Look below and pull out each line with the word "ServerHandler".

BEGIN Input data

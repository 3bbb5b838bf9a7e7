//! MCP server bootstrap and request dispatch.

use std::{borrow::Cow, sync::Arc};

use crate::{
    mcp::{
        format::{health_payload, json_resource_contents, serialize_json, usage_payload},
        handlers::{
            evaluate::{handle_check_hallucination, handle_evaluate_responses},
            extract::handle_extract,
            language::handle_detect_language,
            metrics::handle_metrics,
            summarize::{handle_summarize_pdf, handle_summarize_text},
        },
        schemas,
    },
    processing::ProcessingService,
};
use rmcp::{
    ErrorData as McpError,
    handler::server::ServerHandler,
    model::{
        AnnotateAble, CallToolRequestParam, CallToolResult, ListResourcesResult, ListToolsResult,
        RawResource, ReadResourceRequestParam, ReadResourceResult, Resource, ServerCapabilities,
        ServerInfo, Tool, ToolAnnotations,
    },
};

const HEALTH_URI: &str = "mcp://health";
const USAGE_URI: &str = "mcp://usage";

/// Tools the server answers, keyed by their wire name.
#[derive(Debug, Clone, Copy, PartialEq, Eq)]
enum ToolKind {
    SummarizePdf,
    SummarizeText,
    ExtractPdfText,
    DetectLanguage,
    CheckHallucination,
    EvaluateResponses,
    Metrics,
}

impl ToolKind {
    const ALL: [ToolKind; 7] = [
        ToolKind::SummarizePdf,
        ToolKind::SummarizeText,
        ToolKind::ExtractPdfText,
        ToolKind::DetectLanguage,
        ToolKind::CheckHallucination,
        ToolKind::EvaluateResponses,
        ToolKind::Metrics,
    ];

    fn name(self) -> &'static str {
        match self {
            ToolKind::SummarizePdf => "summarize_pdf",
            ToolKind::SummarizeText => "summarize_text",
            ToolKind::ExtractPdfText => "extract_pdf_text",
            ToolKind::DetectLanguage => "detect_language",
            ToolKind::CheckHallucination => "check_hallucination",
            ToolKind::EvaluateResponses => "evaluate_responses",
            ToolKind::Metrics => "metrics",
        }
    }

    fn from_name(name: &str) -> Option<Self> {
        Self::ALL.into_iter().find(|kind| kind.name() == name)
    }
}

/// MCP server exposing PDF and text summarization tools.
#[derive(Clone)]
pub struct PdfDigestMcpServer {
    processing: Arc<ProcessingService>,
}

impl PdfDigestMcpServer {
    /// Create a new MCP server backed by the supplied processing service.
    pub fn new(processing: Arc<ProcessingService>) -> Self {
        Self { processing }
    }

    async fn dispatch_tool(
        &self,
        request: CallToolRequestParam,
    ) -> Result<CallToolResult, McpError> {
        let Some(kind) = ToolKind::from_name(request.name.as_ref()) else {
            return Err(McpError::invalid_params(
                format!("Unknown tool: {}", request.name),
                None,
            ));
        };
        tracing::debug!(tool = kind.name(), "Dispatching tool call");

        let processing = &self.processing;
        let arguments = request.arguments;
        match kind {
            ToolKind::SummarizePdf => handle_summarize_pdf(processing, arguments).await,
            ToolKind::SummarizeText => handle_summarize_text(processing, arguments).await,
            ToolKind::ExtractPdfText => handle_extract(processing, arguments).await,
            ToolKind::DetectLanguage => handle_detect_language(processing, arguments).await,
            ToolKind::CheckHallucination => handle_check_hallucination(processing, arguments).await,
            ToolKind::EvaluateResponses => handle_evaluate_responses(processing, arguments).await,
            ToolKind::Metrics => handle_metrics(processing).await,
        }
    }

    fn read_json_resource(&self, uri: &str) -> Result<ReadResourceResult, McpError> {
        let text = match uri {
            HEALTH_URI => health_payload(
                self.processing.llm_status(),
                &self.processing.metrics_snapshot(),
            ),
            USAGE_URI => serialize_json(&usage_payload(), USAGE_URI),
            other => {
                return Err(McpError::invalid_params(
                    format!("Unknown resource URI: {other}"),
                    None,
                ));
            }
        };
        Ok(ReadResourceResult {
            contents: vec![json_resource_contents(uri, text)],
        })
    }

    fn describe_tools(&self) -> Vec<Tool> {
        let source_schema = Arc::new(schemas::source_input_schema());
        let evaluation_schema = Arc::new(schemas::evaluation_input_schema());
        vec![
            Tool {
                name: Cow::Borrowed(ToolKind::SummarizePdf.name()),
                title: Some("Summarize PDF".to_string()),
                description: Some(Cow::Borrowed(
                    "Summarize a PDF from a local path or URL; returns one partial summary per chunk plus the combined final summary.",
                )),
                input_schema: source_schema.clone(),
                output_schema: None,
                annotations: Some(
                    ToolAnnotations::with_title("Summarize PDF")
                        .read_only(true)
                        .idempotent(false)
                        .open_world(true),
                ),
                icons: None,
            },
            Tool {
                name: Cow::Borrowed(ToolKind::SummarizeText.name()),
                title: Some("Summarize Text".to_string()),
                description: Some(Cow::Borrowed(
                    "Produce a faithful, concise summary of text already in context.",
                )),
                input_schema: Arc::new(schemas::text_input_schema("Text to summarize")),
                output_schema: None,
                annotations: Some(
                    ToolAnnotations::with_title("Summarize Text")
                        .read_only(true)
                        .idempotent(false)
                        .open_world(false),
                ),
                icons: None,
            },
            Tool {
                name: Cow::Borrowed(ToolKind::ExtractPdfText.name()),
                title: Some("Extract PDF Text".to_string()),
                description: Some(Cow::Borrowed(
                    "Extract the raw text and page count of a PDF without summarizing it.",
                )),
                input_schema: source_schema,
                output_schema: None,
                annotations: Some(
                    ToolAnnotations::with_title("Extract PDF Text")
                        .read_only(true)
                        .idempotent(true)
                        .open_world(true),
                ),
                icons: None,
            },
            Tool {
                name: Cow::Borrowed(ToolKind::DetectLanguage.name()),
                title: Some("Detect Language".to_string()),
                description: Some(Cow::Borrowed(
                    "Identify the ISO 639-1 language of a text with a confidence score.",
                )),
                input_schema: Arc::new(schemas::text_input_schema("Text to classify")),
                output_schema: None,
                annotations: Some(
                    ToolAnnotations::with_title("Detect Language")
                        .read_only(true)
                        .idempotent(true)
                        .open_world(false),
                ),
                icons: None,
            },
            Tool {
                name: Cow::Borrowed(ToolKind::CheckHallucination.name()),
                title: Some("Check Hallucination".to_string()),
                description: Some(Cow::Borrowed(
                    "Ask the LLM which statements in a response are not supported by the ground truth; returns a validated verdict.",
                )),
                input_schema: evaluation_schema.clone(),
                output_schema: None,
                annotations: Some(
                    ToolAnnotations::with_title("Check Hallucination")
                        .read_only(true)
                        .idempotent(false)
                        .open_world(false),
                ),
                icons: None,
            },
            Tool {
                name: Cow::Borrowed(ToolKind::EvaluateResponses.name()),
                title: Some("Evaluate Responses".to_string()),
                description: Some(Cow::Borrowed(
                    "Score a response against the ground truth with cosine, lexical, and conciseness metrics.",
                )),
                input_schema: evaluation_schema,
                output_schema: None,
                annotations: Some(
                    ToolAnnotations::with_title("Evaluate Responses")
                        .read_only(true)
                        .idempotent(true)
                        .open_world(false),
                ),
                icons: None,
            },
            Tool {
                name: Cow::Borrowed(ToolKind::Metrics.name()),
                title: Some("Metrics Snapshot".to_string()),
                description: Some(Cow::Borrowed(
                    "Check summarization volume and failures at a glance.",
                )),
                input_schema: Arc::new(schemas::empty_object_schema()),
                output_schema: None,
                annotations: Some(
                    ToolAnnotations::with_title("Metrics Snapshot")
                        .read_only(true)
                        .idempotent(true)
                        .open_world(false),
                ),
                icons: None,
            },
        ]
    }

    fn describe_resources(&self) -> Vec<Resource> {
        let mut health = RawResource::new(HEALTH_URI, "health");
        health.description = Some("LLM backend configuration and run counters".into());

        let mut usage = RawResource::new(USAGE_URI, "usage");
        usage.description =
            Some("Recommended tool flow: pass PDF locations, not pasted document text.".into());

        vec![health.no_annotation(), usage.no_annotation()]
    }
}

impl ServerHandler for PdfDigestMcpServer {
    fn get_info(&self) -> ServerInfo {
        let mut implementation = rmcp::model::Implementation::from_build_env();
        implementation.name = "pdfdigest".to_string();
        implementation.title = Some("pdfdigest MCP".to_string());
        implementation.version = env!("CARGO_PKG_VERSION").to_string();

        ServerInfo {
            capabilities: ServerCapabilities::builder()
                .enable_resources()
                .enable_tools()
                .build(),
            server_info: implementation,
            instructions: Some(
                "Use this server to summarize PDFs and text. Pass a local path or URL to summarize_pdf for long documents; use summarize_text for text already in context. check_hallucination and evaluate_responses compare a response with its ground truth.".into(),
            ),
            ..ServerInfo::default()
        }
    }

    fn list_resources(
        &self,
        _request: Option<rmcp::model::PaginatedRequestParam>,
        _context: rmcp::service::RequestContext<rmcp::service::RoleServer>,
    ) -> impl std::future::Future<Output = Result<ListResourcesResult, McpError>> + Send + '_ {
        let resources = self.describe_resources();
        std::future::ready(Ok(ListResourcesResult::with_all_items(resources)))
    }

    fn list_tools(
        &self,
        _request: Option<rmcp::model::PaginatedRequestParam>,
        _context: rmcp::service::RequestContext<rmcp::service::RoleServer>,
    ) -> impl std::future::Future<Output = Result<ListToolsResult, McpError>> + Send + '_ {
        let tools = self.describe_tools();
        std::future::ready(Ok(ListToolsResult::with_all_items(tools)))
    }

    fn read_resource(
        &self,
        request: ReadResourceRequestParam,
        _context: rmcp::service::RequestContext<rmcp::service::RoleServer>,
    ) -> impl std::future::Future<Output = Result<ReadResourceResult, McpError>> + Send + '_ {
        std::future::ready(self.read_json_resource(request.uri.as_str()))
    }

    fn call_tool(
        &self,
        request: CallToolRequestParam,
        _context: rmcp::service::RequestContext<rmcp::service::RoleServer>,
    ) -> impl std::future::Future<Output = Result<CallToolResult, McpError>> + Send + '_ {
        self.dispatch_tool(request)
    }
}

#[cfg(test)]
mod tests {
    use super::*;

    #[test]
    fn tool_names_round_trip_through_dispatch_keys() {
        for kind in ToolKind::ALL {
            assert_eq!(ToolKind::from_name(kind.name()), Some(kind));
        }
        assert_eq!(ToolKind::from_name("remember"), None);
    }
}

END Input data

Reply to the task:
    handler::server::ServerHandler,
impl ServerHandler for PdfDigestMcpServer {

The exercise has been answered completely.